For each line below that includes the string "Deserialize", show the whole line.

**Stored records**
.....

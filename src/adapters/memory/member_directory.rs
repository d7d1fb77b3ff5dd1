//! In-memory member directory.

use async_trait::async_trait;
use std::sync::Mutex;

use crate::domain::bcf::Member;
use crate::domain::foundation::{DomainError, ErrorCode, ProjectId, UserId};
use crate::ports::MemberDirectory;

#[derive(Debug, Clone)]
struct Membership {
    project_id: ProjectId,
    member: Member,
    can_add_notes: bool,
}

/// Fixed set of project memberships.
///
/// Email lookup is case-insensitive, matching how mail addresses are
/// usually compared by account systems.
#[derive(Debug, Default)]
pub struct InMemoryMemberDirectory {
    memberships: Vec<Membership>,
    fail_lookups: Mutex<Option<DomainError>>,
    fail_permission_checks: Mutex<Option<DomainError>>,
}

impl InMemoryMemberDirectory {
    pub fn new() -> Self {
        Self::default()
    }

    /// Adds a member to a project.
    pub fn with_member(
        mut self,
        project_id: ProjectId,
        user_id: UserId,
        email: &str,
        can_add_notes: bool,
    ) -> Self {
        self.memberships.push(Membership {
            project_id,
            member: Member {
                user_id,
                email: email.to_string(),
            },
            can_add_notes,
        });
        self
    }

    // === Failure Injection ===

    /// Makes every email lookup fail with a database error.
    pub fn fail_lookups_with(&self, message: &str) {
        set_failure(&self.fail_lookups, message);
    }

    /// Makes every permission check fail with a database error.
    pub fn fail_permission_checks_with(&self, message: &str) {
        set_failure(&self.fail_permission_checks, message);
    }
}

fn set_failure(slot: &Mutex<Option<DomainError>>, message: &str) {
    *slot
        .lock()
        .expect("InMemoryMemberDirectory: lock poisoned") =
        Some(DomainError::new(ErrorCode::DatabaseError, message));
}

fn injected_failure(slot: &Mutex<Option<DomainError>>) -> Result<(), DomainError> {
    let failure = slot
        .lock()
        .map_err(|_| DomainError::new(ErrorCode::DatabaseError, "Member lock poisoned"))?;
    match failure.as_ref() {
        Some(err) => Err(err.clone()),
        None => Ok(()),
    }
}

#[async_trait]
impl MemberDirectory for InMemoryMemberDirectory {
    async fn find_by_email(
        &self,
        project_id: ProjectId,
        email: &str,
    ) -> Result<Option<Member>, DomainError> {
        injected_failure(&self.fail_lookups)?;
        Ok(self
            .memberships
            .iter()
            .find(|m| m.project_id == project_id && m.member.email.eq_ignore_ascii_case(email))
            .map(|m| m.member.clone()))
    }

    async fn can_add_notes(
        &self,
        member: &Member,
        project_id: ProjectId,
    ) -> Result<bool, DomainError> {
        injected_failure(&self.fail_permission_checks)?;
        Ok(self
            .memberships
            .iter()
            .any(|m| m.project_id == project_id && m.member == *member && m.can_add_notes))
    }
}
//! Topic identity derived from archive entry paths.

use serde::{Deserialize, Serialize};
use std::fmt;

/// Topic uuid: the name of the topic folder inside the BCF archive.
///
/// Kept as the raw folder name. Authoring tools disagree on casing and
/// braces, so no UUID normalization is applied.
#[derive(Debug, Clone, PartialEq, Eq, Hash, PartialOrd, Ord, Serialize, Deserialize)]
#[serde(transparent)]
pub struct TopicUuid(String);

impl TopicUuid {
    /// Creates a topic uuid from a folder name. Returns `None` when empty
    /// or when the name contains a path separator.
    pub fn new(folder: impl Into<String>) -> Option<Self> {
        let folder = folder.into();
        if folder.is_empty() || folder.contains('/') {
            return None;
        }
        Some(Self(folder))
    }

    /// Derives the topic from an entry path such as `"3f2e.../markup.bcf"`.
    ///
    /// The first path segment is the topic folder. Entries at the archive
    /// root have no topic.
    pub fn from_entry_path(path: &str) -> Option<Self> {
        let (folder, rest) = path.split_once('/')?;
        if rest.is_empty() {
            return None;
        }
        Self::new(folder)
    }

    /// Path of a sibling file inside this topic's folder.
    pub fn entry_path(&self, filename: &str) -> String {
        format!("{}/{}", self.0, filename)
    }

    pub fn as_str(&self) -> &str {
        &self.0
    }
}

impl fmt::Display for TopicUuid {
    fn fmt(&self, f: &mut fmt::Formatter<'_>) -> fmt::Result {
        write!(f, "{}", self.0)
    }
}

.....

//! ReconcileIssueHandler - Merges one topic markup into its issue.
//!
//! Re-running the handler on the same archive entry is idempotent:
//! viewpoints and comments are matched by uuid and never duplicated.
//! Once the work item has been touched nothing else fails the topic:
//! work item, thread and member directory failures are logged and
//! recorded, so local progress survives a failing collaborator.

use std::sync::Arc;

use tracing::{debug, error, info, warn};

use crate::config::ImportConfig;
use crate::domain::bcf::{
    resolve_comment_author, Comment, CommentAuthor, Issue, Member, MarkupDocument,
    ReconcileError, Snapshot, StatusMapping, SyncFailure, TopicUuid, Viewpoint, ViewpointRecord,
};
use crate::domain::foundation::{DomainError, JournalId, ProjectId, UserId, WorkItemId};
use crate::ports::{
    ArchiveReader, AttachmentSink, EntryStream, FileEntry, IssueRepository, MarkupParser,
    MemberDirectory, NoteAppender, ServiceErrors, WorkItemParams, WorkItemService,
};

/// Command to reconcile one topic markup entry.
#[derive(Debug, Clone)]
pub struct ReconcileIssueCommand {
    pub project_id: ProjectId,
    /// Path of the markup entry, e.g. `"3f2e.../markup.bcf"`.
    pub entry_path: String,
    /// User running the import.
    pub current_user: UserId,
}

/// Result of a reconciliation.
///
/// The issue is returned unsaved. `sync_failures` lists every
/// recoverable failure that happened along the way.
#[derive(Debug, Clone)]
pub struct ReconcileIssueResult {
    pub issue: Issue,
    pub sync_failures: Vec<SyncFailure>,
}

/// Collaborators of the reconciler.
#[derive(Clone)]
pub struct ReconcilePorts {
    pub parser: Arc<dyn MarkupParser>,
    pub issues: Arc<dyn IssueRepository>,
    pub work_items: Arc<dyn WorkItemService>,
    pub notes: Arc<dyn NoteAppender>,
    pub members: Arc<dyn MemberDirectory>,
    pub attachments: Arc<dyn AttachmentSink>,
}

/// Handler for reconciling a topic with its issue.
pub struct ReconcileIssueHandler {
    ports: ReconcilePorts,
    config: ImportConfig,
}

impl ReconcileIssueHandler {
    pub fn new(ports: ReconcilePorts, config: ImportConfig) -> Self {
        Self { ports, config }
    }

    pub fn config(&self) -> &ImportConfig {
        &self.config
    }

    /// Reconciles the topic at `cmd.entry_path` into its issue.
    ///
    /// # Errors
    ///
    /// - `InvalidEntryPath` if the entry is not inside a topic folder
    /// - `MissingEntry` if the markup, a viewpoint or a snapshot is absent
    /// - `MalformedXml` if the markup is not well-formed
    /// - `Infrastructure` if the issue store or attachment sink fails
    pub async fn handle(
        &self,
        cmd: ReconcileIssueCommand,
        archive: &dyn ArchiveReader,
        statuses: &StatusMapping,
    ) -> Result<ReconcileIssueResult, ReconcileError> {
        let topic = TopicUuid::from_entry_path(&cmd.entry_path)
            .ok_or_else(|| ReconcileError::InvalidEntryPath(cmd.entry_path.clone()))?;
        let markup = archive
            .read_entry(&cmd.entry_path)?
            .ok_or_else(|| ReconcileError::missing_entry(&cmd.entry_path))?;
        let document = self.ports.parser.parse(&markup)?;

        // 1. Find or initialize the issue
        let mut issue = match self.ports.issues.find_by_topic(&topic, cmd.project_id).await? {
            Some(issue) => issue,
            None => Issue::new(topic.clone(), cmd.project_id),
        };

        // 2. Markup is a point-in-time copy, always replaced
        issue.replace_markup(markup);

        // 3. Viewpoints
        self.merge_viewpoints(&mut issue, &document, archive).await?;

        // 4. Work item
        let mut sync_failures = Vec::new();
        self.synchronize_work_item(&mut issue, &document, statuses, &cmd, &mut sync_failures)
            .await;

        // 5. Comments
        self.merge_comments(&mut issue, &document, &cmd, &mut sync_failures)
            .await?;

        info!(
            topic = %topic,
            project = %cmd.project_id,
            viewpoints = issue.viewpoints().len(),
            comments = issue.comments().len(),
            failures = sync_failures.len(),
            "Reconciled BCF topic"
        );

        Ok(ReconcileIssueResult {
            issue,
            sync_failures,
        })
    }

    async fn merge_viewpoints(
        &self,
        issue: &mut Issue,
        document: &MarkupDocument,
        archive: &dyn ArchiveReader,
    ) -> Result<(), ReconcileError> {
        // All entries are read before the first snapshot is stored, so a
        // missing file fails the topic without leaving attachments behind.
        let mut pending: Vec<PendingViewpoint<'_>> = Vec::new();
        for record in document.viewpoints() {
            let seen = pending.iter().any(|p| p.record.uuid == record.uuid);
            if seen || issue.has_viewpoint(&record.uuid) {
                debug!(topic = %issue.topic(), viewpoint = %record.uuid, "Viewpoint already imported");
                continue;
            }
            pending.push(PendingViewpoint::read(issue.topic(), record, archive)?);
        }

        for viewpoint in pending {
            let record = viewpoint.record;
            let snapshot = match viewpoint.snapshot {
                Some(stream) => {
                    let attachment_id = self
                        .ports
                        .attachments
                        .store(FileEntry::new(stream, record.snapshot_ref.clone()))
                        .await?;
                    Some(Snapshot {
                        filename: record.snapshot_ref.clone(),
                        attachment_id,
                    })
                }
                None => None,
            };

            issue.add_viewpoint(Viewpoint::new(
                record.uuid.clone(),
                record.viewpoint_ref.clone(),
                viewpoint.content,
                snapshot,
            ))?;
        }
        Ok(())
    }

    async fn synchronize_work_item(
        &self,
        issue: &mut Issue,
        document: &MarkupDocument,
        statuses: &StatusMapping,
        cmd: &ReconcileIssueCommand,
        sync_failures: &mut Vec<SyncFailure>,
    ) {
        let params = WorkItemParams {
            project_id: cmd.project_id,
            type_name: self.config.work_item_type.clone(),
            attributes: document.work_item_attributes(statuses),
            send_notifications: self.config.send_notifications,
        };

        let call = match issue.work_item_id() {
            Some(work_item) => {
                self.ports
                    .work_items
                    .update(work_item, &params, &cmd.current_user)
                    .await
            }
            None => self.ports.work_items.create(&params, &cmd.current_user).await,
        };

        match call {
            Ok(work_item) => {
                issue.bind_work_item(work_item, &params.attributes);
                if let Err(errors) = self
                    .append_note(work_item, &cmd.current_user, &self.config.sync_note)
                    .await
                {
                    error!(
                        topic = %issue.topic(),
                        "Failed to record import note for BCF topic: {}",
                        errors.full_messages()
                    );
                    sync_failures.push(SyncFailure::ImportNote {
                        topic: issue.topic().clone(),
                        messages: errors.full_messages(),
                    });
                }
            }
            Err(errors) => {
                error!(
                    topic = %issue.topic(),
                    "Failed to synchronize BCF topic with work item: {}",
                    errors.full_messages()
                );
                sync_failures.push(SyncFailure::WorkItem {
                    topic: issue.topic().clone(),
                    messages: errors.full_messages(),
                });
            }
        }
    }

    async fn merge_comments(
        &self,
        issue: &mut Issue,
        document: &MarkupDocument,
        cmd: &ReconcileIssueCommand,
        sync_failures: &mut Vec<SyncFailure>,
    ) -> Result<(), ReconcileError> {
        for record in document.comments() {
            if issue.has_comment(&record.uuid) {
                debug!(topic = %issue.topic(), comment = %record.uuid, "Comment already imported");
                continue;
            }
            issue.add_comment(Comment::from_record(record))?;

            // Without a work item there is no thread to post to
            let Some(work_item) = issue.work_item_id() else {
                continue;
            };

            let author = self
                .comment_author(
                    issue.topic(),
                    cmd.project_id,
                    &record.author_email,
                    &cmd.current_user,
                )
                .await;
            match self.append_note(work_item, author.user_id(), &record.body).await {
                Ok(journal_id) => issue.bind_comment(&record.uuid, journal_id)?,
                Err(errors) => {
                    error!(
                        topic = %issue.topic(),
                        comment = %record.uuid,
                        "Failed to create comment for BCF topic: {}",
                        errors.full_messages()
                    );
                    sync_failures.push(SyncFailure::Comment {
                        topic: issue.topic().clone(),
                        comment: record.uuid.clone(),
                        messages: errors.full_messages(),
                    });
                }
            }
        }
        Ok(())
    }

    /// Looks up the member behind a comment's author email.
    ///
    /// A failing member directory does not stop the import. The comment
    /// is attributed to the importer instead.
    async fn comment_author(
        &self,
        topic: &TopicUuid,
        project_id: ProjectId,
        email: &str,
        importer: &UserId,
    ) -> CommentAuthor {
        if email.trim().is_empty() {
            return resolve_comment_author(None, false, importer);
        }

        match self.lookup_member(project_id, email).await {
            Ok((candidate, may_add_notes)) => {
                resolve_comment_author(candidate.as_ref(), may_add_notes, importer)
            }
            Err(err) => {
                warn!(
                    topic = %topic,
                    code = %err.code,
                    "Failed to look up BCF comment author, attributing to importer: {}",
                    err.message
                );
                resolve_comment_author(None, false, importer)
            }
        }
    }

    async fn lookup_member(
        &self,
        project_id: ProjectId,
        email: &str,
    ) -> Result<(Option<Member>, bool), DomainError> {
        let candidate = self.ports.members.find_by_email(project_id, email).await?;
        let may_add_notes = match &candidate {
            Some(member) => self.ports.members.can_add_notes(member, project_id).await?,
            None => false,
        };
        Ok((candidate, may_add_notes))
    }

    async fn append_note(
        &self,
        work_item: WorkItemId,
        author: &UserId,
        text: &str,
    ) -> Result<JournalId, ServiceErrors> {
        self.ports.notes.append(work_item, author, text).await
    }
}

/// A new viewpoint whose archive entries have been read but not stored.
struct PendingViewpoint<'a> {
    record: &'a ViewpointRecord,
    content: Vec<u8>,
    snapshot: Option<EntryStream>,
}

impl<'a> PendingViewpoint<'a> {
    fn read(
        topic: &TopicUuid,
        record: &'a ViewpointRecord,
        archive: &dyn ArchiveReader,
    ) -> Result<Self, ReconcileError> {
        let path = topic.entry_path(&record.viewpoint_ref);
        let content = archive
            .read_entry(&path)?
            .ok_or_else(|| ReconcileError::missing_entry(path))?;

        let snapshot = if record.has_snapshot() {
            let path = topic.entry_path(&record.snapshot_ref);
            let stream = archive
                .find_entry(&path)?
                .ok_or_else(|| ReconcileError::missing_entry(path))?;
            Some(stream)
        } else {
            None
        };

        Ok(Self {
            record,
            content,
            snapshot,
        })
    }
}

.....

**Final answer**
use serde::{Deserialize, Serialize};
#[derive(Debug, Clone, PartialEq, Eq, Hash, PartialOrd, Ord, Serialize, Deserialize)]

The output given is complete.